Extracted data =>
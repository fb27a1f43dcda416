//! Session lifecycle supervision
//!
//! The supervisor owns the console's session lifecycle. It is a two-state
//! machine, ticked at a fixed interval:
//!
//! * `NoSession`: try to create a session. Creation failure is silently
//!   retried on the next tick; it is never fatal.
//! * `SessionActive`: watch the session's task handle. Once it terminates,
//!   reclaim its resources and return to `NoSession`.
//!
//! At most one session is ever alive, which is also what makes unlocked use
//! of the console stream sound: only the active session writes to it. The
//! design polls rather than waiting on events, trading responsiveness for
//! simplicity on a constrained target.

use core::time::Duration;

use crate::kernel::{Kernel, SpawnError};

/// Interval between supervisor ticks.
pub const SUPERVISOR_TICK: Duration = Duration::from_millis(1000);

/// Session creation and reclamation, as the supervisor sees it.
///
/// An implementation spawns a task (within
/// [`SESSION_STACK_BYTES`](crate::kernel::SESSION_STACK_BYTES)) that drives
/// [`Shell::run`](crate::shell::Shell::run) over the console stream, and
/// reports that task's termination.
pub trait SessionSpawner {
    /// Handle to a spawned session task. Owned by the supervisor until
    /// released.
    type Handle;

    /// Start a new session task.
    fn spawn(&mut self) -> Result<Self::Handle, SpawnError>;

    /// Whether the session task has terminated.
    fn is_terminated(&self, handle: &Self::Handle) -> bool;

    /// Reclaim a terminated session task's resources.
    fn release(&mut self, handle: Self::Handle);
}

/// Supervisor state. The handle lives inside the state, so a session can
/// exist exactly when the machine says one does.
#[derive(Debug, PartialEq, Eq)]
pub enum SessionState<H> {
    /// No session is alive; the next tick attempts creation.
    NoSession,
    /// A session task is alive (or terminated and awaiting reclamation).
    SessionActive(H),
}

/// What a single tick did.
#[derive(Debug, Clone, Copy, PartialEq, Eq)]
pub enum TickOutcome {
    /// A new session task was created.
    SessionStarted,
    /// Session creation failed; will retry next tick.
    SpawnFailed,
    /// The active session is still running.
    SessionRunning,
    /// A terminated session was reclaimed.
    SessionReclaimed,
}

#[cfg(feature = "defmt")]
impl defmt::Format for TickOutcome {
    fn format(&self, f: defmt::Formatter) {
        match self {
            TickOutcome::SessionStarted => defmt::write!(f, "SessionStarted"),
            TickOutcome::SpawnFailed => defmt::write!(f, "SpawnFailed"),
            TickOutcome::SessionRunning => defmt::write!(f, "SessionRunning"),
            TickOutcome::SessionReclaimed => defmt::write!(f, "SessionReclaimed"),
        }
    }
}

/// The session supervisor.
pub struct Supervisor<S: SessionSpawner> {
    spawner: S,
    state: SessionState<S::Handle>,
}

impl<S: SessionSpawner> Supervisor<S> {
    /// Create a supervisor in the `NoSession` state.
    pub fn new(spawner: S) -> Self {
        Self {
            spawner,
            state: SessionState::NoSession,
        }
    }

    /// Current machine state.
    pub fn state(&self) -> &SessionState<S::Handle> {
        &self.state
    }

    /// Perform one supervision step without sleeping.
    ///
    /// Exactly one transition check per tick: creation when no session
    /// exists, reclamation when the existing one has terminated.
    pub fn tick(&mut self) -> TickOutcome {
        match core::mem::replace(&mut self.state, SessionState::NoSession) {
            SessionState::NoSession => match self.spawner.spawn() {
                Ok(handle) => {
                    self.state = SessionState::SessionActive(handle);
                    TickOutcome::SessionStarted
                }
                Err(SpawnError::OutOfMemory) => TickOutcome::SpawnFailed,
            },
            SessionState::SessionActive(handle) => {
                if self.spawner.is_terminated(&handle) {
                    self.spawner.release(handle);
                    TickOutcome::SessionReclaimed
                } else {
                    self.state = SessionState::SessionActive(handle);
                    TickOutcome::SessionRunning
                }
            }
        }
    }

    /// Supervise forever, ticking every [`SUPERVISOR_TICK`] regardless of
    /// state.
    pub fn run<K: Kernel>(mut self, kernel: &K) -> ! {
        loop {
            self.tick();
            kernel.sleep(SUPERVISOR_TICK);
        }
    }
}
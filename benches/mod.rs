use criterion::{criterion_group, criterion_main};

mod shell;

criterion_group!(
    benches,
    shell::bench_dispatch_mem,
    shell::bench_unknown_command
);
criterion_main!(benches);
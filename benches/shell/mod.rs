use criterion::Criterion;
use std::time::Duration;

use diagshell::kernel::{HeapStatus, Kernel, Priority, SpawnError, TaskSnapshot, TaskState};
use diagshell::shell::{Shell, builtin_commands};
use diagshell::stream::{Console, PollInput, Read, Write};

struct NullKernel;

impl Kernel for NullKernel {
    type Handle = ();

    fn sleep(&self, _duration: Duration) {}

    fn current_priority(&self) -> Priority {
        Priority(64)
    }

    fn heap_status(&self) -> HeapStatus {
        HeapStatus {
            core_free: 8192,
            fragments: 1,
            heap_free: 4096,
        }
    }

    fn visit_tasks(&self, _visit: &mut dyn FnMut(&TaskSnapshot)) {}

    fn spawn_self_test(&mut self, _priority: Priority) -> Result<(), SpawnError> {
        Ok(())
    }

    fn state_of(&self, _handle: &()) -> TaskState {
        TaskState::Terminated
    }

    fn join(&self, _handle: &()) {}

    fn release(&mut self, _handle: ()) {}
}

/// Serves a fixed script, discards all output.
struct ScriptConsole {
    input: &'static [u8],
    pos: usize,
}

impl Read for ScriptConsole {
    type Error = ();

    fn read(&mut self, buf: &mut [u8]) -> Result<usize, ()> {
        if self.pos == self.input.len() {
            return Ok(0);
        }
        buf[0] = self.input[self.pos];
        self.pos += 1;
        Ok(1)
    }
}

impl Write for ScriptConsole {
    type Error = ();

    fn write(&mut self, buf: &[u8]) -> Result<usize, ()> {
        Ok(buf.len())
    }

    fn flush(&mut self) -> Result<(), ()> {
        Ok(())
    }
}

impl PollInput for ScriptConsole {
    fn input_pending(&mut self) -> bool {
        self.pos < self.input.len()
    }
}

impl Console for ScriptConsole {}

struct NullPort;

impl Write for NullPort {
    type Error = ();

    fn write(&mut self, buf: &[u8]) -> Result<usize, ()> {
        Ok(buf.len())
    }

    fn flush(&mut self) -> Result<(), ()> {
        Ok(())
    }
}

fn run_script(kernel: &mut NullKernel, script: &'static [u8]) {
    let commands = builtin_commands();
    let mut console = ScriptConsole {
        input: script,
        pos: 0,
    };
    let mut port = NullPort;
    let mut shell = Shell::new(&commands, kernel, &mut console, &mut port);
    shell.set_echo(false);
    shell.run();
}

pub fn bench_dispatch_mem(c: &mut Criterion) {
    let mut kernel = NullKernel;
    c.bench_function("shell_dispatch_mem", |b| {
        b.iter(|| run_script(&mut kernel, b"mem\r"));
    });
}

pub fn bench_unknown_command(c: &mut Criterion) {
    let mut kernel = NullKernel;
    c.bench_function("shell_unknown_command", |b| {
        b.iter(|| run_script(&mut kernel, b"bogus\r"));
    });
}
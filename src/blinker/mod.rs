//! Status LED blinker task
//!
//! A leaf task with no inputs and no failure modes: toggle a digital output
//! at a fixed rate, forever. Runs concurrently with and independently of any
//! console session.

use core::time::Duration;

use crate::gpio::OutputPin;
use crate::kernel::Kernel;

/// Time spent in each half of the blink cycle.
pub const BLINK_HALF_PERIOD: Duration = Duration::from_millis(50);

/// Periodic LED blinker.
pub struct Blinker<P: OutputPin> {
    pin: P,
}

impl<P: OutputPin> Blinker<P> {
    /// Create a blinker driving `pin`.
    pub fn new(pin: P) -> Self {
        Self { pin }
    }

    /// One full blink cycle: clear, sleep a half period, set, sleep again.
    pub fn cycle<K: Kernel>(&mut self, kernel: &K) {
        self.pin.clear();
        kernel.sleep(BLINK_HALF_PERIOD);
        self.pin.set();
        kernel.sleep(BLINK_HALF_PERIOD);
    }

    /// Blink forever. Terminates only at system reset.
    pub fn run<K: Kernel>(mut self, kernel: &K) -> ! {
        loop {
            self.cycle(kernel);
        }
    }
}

Task objective => Only the lines containing "defmt" are needed; pull them out of the listing.

Answer area =>
#[cfg(feature = "defmt")]
impl defmt::Format for TickOutcome {
    fn format(&self, f: defmt::Formatter) {
            TickOutcome::SessionStarted => defmt::write!(f, "SessionStarted"),
            TickOutcome::SpawnFailed => defmt::write!(f, "SpawnFailed"),
            TickOutcome::SessionRunning => defmt::write!(f, "SessionRunning"),
            TickOutcome::SessionReclaimed => defmt::write!(f, "SessionReclaimed"),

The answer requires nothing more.